BeReal is more like an instruction to be yourself before your friends and followers. Ensuring you are caught unadorned, the app sends out an alert at a random time of day, and you have only two minutes to take your snapshots, so you can’t cover the pimple or find that perfect setting.

An overview of the app BeReal

An overview of the app BeReal

The timing is right

BeReal has been around since 2020 but the last few months have been kind to it. Filters have become overrated and there is a big push against it. Some Android smartphone manufacturers keep coming up with cameras that “beautify” the face to make it free of “blemishes”. Google has been pushing against the trend by ensuring the camera captures the correct tones, which is also a strategy for Apple.

Instagram has slowly become a place where everyone seems to be eating avocado on toast, vacationing all the time and uncorking wine bottles every night. It’s the unreal world that makes reality appear fake. BeReal prioritises randomness, so that users don’t have a chance to rehash a photo from Venice taken five years ago.

The unassuming set of features have worked wonders with market research firm Sensor Tower estimating that the app has been installed 20 million times while another firm, Apptopia, estimates total downloads at 29.5 million. The app that has made the yellow caution emoji — Time to BeReal — popular is winning the popularity game because the aim is not make you another influencer (for which you can join almost any other social media platform) rather it presents you at your creative best. Twitter has done that with the 140-character (now 280 characters) constraint and Vine did it in the past with six-second loops. Here the two-minute countdown is inspiring.

Putting out a picture of a cat and its sleepyhead owner seems mundane but that’s what adults don’t understand. For youngsters, the seemingly mundane can be exciting. People want to connect with people they know and not look at what strangers are up to, which is what is happening on Instagram. After scrolling for a minute or so, strangers and sponsored content pop up.

Should Meta be worried?

Facebook and Instagram are two apps from Meta that are supposed to connect people globally. But these apps have become too big and the eye is obviously on market revenues and satisfying advertisers. Everything was running smoothly — or so it seems — for years but on Wednesday, Meta reported a one per cent decline in quarterly revenue from the previous year or the first time the social media giant’s revenue had fallen since it went public a decade ago. It may not seem like a huge dip but for Mark Zuckerberg it’s enough to start working on minor cracks in the dam. The economy is at the moment turbulent and regulatory scrutiny is ever increasing.

Further, the US Federal Trade Commission is taking Meta to task over a deal to buy a virtual reality company called Within. One has to remember that virtual and augmented reality are central to Zuckerberg’s dream. Compounding his problems is the backlash of celebrities as Instagram pushes more videos. Such has been the backlash that Instagram announced Friday night that it will take a step back from recent changes and it will also reduce the number of recommended posts in the app as it works to improve its algorithms. But that’s for the time being.

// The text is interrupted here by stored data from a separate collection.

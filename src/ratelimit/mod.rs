//! Keyed quota accounting for the request-authorization layer.
//!
//! The limiter is an injected service constructed once at startup. Quota
//! strings such as "10 per minute" are parsed into structured values at
//! configuration time; counters live in a process-wide map keyed by
//! (rule id, scope key) so routes that share a rule id share a bucket.

use std::collections::HashMap;
use std::fmt;
use std::str::FromStr;
use std::sync::{Arc, Mutex};
use std::time::{Duration, Instant};

use thiserror::Error;

use crate::config::LimitConfig;

/// Parsed form of a textual quota such as "10 per minute" or "1 per 5 minutes".
#[derive(Debug, Clone, Copy, PartialEq, Eq, serde::Serialize, serde::Deserialize)]
pub struct Quota {
    pub count: u32,
    pub window: Duration,
}

impl Quota {
    pub const fn new(count: u32, window: Duration) -> Self {
        Self { count, window }
    }
}

#[derive(Debug, Error, PartialEq, Eq)]
pub enum QuotaParseError {
    #[error("quota must look like \"<count> per [<n>] <unit>\", got: {0}")]
    Malformed(String),
    #[error("unknown quota window unit: {0}")]
    UnknownUnit(String),
    #[error("quota count and window must be non-zero")]
    Zero,
}

impl FromStr for Quota {
    type Err = QuotaParseError;

    fn from_str(s: &str) -> Result<Self, Self::Err> {
        let malformed = || QuotaParseError::Malformed(s.to_string());
        let mut parts = s.split_whitespace();

        let count: u32 = parts
            .next()
            .and_then(|v| v.parse().ok())
            .ok_or_else(malformed)?;

        if parts.next() != Some("per") {
            return Err(malformed());
        }

        let rest: Vec<&str> = parts.collect();
        let (multiple, unit): (u64, &str) = match rest.as_slice() {
            [unit] => (1, unit),
            [n, unit] => (n.parse().map_err(|_| malformed())?, unit),
            _ => return Err(malformed()),
        };

        let unit_secs = match unit.trim_end_matches('s') {
            "second" => 1,
            "minute" => 60,
            "hour" => 3600,
            "day" => 86_400,
            other => return Err(QuotaParseError::UnknownUnit(other.to_string())),
        };

        if count == 0 || multiple == 0 {
            return Err(QuotaParseError::Zero);
        }

        Ok(Quota::new(count, Duration::from_secs(multiple * unit_secs)))
    }
}

/// Identity a counter is bucketed by.
#[derive(Debug, Clone, Copy, PartialEq, Eq)]
pub enum Scope {
    Ip,
    Account,
}

/// When a rule is bypassed without consuming quota.
#[derive(Debug, Clone, Copy, PartialEq, Eq)]
pub enum Exempt {
    Never,
    IpLimitingDisabled,
}

/// One quota rule. Rules sharing an `id` share counters, which is how the
/// OTP request/resend/check routes draw from a single bucket.
#[derive(Debug, Clone)]
pub struct RateLimitRule {
    pub id: &'static str,
    pub quota: Quota,
    pub scope: Scope,
    pub exempt: Exempt,
}

impl RateLimitRule {
    pub fn per_ip(id: &'static str, quota: Quota) -> Self {
        Self {
            id,
            quota,
            scope: Scope::Ip,
            exempt: Exempt::IpLimitingDisabled,
        }
    }

    pub fn per_account(id: &'static str, quota: Quota) -> Self {
        Self {
            id,
            quota,
            scope: Scope::Account,
            exempt: Exempt::Never,
        }
    }

    pub fn exempt_when(mut self, exempt: Exempt) -> Self {
        self.exempt = exempt;
        self
    }
}

/// The rules the route table and dispatchers consume, built once from
/// configuration so quota strings are never re-parsed per request.
#[derive(Debug, Clone)]
pub struct RuleSet {
    pub default_ip: RateLimitRule,
    pub otp: RateLimitRule,
    pub uncached_search: RateLimitRule,
    pub skip_report: RateLimitRule,
    pub skip_report_by_uuid: RateLimitRule,
}

impl RuleSet {
    pub fn from_config(limits: &LimitConfig) -> Self {
        Self {
            default_ip: RateLimitRule::per_ip("default", limits.default_ip),
            otp: RateLimitRule::per_ip("otp", limits.otp),
            uncached_search: RateLimitRule::per_account("uncached-search", limits.uncached_search)
                .exempt_when(Exempt::IpLimitingDisabled),
            skip_report: RateLimitRule::per_account("skip-report", limits.skip_report)
                .exempt_when(Exempt::IpLimitingDisabled),
            skip_report_by_uuid: RateLimitRule::per_account(
                "skip-report-by-uuid",
                limits.skip_report_by_uuid,
            )
            .exempt_when(Exempt::IpLimitingDisabled),
        }
    }
}

/// Quota exceeded for the current window.
#[derive(Debug, Clone, Copy, PartialEq, Eq, Error)]
#[error("quota exceeded, retry after {}s", retry_after.as_secs())]
pub struct RateLimited {
    pub retry_after: Duration,
}

/// Time source seam so tests can drive window expiry deterministically.
pub trait Clock: Send + Sync {
    fn now(&self) -> Instant;
}

#[derive(Debug, Default, Clone, Copy)]
pub struct SystemClock;

impl Clock for SystemClock {
    fn now(&self) -> Instant {
        Instant::now()
    }
}

#[derive(Debug)]
struct Window {
    started: Instant,
    count: u32,
    ttl: Duration,
}

type BucketKey = (&'static str, String);

/// Fixed-window counter store shared by every concurrent request.
///
/// check-and-increment happens under a single lock acquisition, so two
/// requests racing for the last slot in a window can never both be admitted.
pub struct RateLimiter {
    clock: Arc<dyn Clock>,
    ip_limiting_disabled: bool,
    buckets: Mutex<HashMap<BucketKey, Window>>,
}

impl RateLimiter {
    pub fn new(ip_limiting_disabled: bool) -> Self {
        Self::with_clock(Arc::new(SystemClock), ip_limiting_disabled)
    }

    pub fn with_clock(clock: Arc<dyn Clock>, ip_limiting_disabled: bool) -> Self {
        Self {
            clock,
            ip_limiting_disabled,
            buckets: Mutex::new(HashMap::new()),
        }
    }

    fn is_exempt(&self, rule: &RateLimitRule) -> bool {
        match rule.exempt {
            Exempt::Never => false,
            Exempt::IpLimitingDisabled => self.ip_limiting_disabled,
        }
    }

    /// Admit or reject one request against `rule` for `key`.
    ///
    /// The exemption predicate runs first and admits without touching the
    /// counter. An elapsed window is lazily overwritten rather than kept
    /// around, so counters never grow without bound within a bucket.
    pub fn check_and_consume(&self, rule: &RateLimitRule, key: &str) -> Result<(), RateLimited> {
        if self.is_exempt(rule) {
            return Ok(());
        }

        let now = self.clock.now();
        let mut buckets = self.lock_buckets();

        let window = buckets
            .entry((rule.id, key.to_string()))
            .or_insert(Window {
                started: now,
                count: 0,
                ttl: rule.quota.window,
            });

        if now.duration_since(window.started) >= window.ttl {
            window.started = now;
            window.count = 0;
            window.ttl = rule.quota.window;
        }

        if window.count >= rule.quota.count {
            let retry_after = window.ttl - now.duration_since(window.started);
            tracing::debug!(
                rule = rule.id,
                key = key,
                limit = rule.quota.count,
                "rate limit exceeded"
            );
            return Err(RateLimited { retry_after });
        }

        window.count += 1;
        Ok(())
    }

    /// Current count within the live window (for monitoring).
    pub fn current_count(&self, rule: &RateLimitRule, key: &str) -> u32 {
        let now = self.clock.now();
        let buckets = self.lock_buckets();
        match buckets.get(&(rule.id, key.to_string())) {
            Some(w) if now.duration_since(w.started) < w.ttl => w.count,
            _ => 0,
        }
    }

    /// Drop every bucket whose window has elapsed.
    pub fn sweep(&self) {
        let now = self.clock.now();
        let mut buckets = self.lock_buckets();
        buckets.retain(|_, w| now.duration_since(w.started) < w.ttl);
    }

    fn lock_buckets(&self) -> std::sync::MutexGuard<'_, HashMap<BucketKey, Window>> {
        // A poisoned lock only means another request panicked mid-update;
        // the counter map itself is still coherent.
        match self.buckets.lock() {
            Ok(guard) => guard,
            Err(poisoned) => poisoned.into_inner(),
        }
    }
}

impl fmt::Debug for RateLimiter {
    fn fmt(&self, f: &mut fmt::Formatter<'_>) -> fmt::Result {
        f.debug_struct("RateLimiter")
            .field("ip_limiting_disabled", &self.ip_limiting_disabled)
            .finish()
    }
}

#[cfg(test)]
mod tests {
    use super::*;

    struct ManualClock {
        now: Mutex<Instant>,
    }

    impl ManualClock {
        fn new() -> Self {
            Self {
                now: Mutex::new(Instant::now()),
            }
        }

        fn advance(&self, d: Duration) {
            *self.now.lock().unwrap() += d;
        }
    }

    impl Clock for ManualClock {
        fn now(&self) -> Instant {
            *self.now.lock().unwrap()
        }
    }

    fn quota(s: &str) -> Quota {
        s.parse().unwrap()
    }

    #[test]
    fn parses_simple_quota_strings() {
        assert_eq!(quota("10 per minute"), Quota::new(10, Duration::from_secs(60)));
        assert_eq!(quota("1 per 5 minutes"), Quota::new(1, Duration::from_secs(300)));
        assert_eq!(quota("100 per hour"), Quota::new(100, Duration::from_secs(3600)));
        assert_eq!(quota("3 per 30 seconds"), Quota::new(3, Duration::from_secs(30)));
        assert_eq!(quota("2 per day"), Quota::new(2, Duration::from_secs(86_400)));
    }

    #[test]
    fn rejects_malformed_quota_strings() {
        assert!("".parse::<Quota>().is_err());
        assert!("ten per minute".parse::<Quota>().is_err());
        assert!("10 minutes".parse::<Quota>().is_err());
        assert!("10 per fortnight".parse::<Quota>().is_err());
        assert!("0 per minute".parse::<Quota>().is_err());
        assert!("10 per 0 minutes".parse::<Quota>().is_err());
    }

    #[test]
    fn admits_exactly_n_per_window() {
        let limiter = RateLimiter::new(false);
        let rule = RateLimitRule::per_ip("t", quota("3 per minute"));

        for _ in 0..3 {
            assert!(limiter.check_and_consume(&rule, "1.2.3.4").is_ok());
        }
        let denied = limiter.check_and_consume(&rule, "1.2.3.4").unwrap_err();
        assert!(denied.retry_after <= Duration::from_secs(60));
        assert!(denied.retry_after > Duration::ZERO);
    }

    #[test]
    fn counter_resets_when_window_elapses() {
        let clock = Arc::new(ManualClock::new());
        let limiter = RateLimiter::with_clock(clock.clone(), false);
        let rule = RateLimitRule::per_ip("t", quota("2 per minute"));

        assert!(limiter.check_and_consume(&rule, "k").is_ok());
        assert!(limiter.check_and_consume(&rule, "k").is_ok());
        assert!(limiter.check_and_consume(&rule, "k").is_err());

        clock.advance(Duration::from_secs(61));
        assert!(limiter.check_and_consume(&rule, "k").is_ok());
        assert_eq!(limiter.current_count(&rule, "k"), 1);
    }

    #[test]
    fn rules_with_one_id_share_a_bucket() {
        // Two rule values standing in for two routes configured with the
        // same shared limit.
        let limiter = RateLimiter::new(false);
        let route_a = RateLimitRule::per_ip("otp", quota("2 per minute"));
        let route_b = RateLimitRule::per_ip("otp", quota("2 per minute"));

        assert!(limiter.check_and_consume(&route_a, "9.9.9.9").is_ok());
        assert!(limiter.check_and_consume(&route_b, "9.9.9.9").is_ok());
        assert!(limiter.check_and_consume(&route_a, "9.9.9.9").is_err());
        assert!(limiter.check_and_consume(&route_b, "9.9.9.9").is_err());
    }

    #[test]
    fn distinct_keys_do_not_interfere() {
        let limiter = RateLimiter::new(false);
        let rule = RateLimitRule::per_account("t", quota("1 per minute"));

        assert!(limiter.check_and_consume(&rule, "41").is_ok());
        assert!(limiter.check_and_consume(&rule, "41").is_err());
        assert!(limiter.check_and_consume(&rule, "42").is_ok());
    }

    #[test]
    fn exemption_admits_without_consuming() {
        let limiter = RateLimiter::with_clock(Arc::new(SystemClock), true);
        let rule = RateLimitRule::per_ip("t", quota("1 per minute"));

        for _ in 0..5 {
            assert!(limiter.check_and_consume(&rule, "k").is_ok());
        }
        assert_eq!(limiter.current_count(&rule, "k"), 0);
    }

    #[test]
    fn account_rules_apply_even_when_ip_limiting_is_disabled() {
        let limiter = RateLimiter::with_clock(Arc::new(SystemClock), true);
        let rule = RateLimitRule::per_account("t", quota("1 per minute"));

        assert!(limiter.check_and_consume(&rule, "7").is_ok());
        assert!(limiter.check_and_consume(&rule, "7").is_err());
    }

    #[test]
    fn sweep_drops_only_elapsed_windows() {
        let clock = Arc::new(ManualClock::new());
        let limiter = RateLimiter::with_clock(clock.clone(), false);
        let short = RateLimitRule::per_ip("short", quota("1 per 30 seconds"));
        let long = RateLimitRule::per_ip("long", quota("1 per hour"));

        limiter.check_and_consume(&short, "k").unwrap();
        limiter.check_and_consume(&long, "k").unwrap();

        clock.advance(Duration::from_secs(31));
        limiter.sweep();

        assert_eq!(limiter.current_count(&short, "k"), 0);
        assert_eq!(limiter.current_count(&long, "k"), 1);
    }

    #[test]
    fn concurrent_consumers_never_over_admit() {
        let limiter = Arc::new(RateLimiter::new(false));
        let rule = RateLimitRule::per_account("t", quota("50 per minute"));

        let handles: Vec<_> = (0..8)
            .map(|_| {
                let limiter = limiter.clone();
                let rule = rule.clone();
                std::thread::spawn(move || {
                    (0..20)
                        .filter(|_| limiter.check_and_consume(&rule, "k").is_ok())
                        .count()
                })
            })
            .collect();

        let admitted: usize = handles.into_iter().map(|h| h.join().unwrap()).sum();
        assert_eq!(admitted, 50);
    }
}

To be fair, every other year a new social network surfaces. We have had Mastodon, Peach and Ello. Consider them as pop-up restaurants that create a buzz only to disappear but some of them can leave a lasting impression and turn into something more permanent. BeReal certainly hopes it will be around for a long time. Meanwhile, Meta has done something it keeps doing all the time — Instagram has quietly added a feature to its Reels called Dual, which lets you record with both your front and back camera simultaneously. Isn’t that something similar to BeReal?

For the time being, Meta has problems. And BeReal doesn’t. Success or failure, BeReal is having its moment and has reached a point when it can be considered competition. Wordle made an excellent move by selling itself to The New York Times. What about BeReal? Really.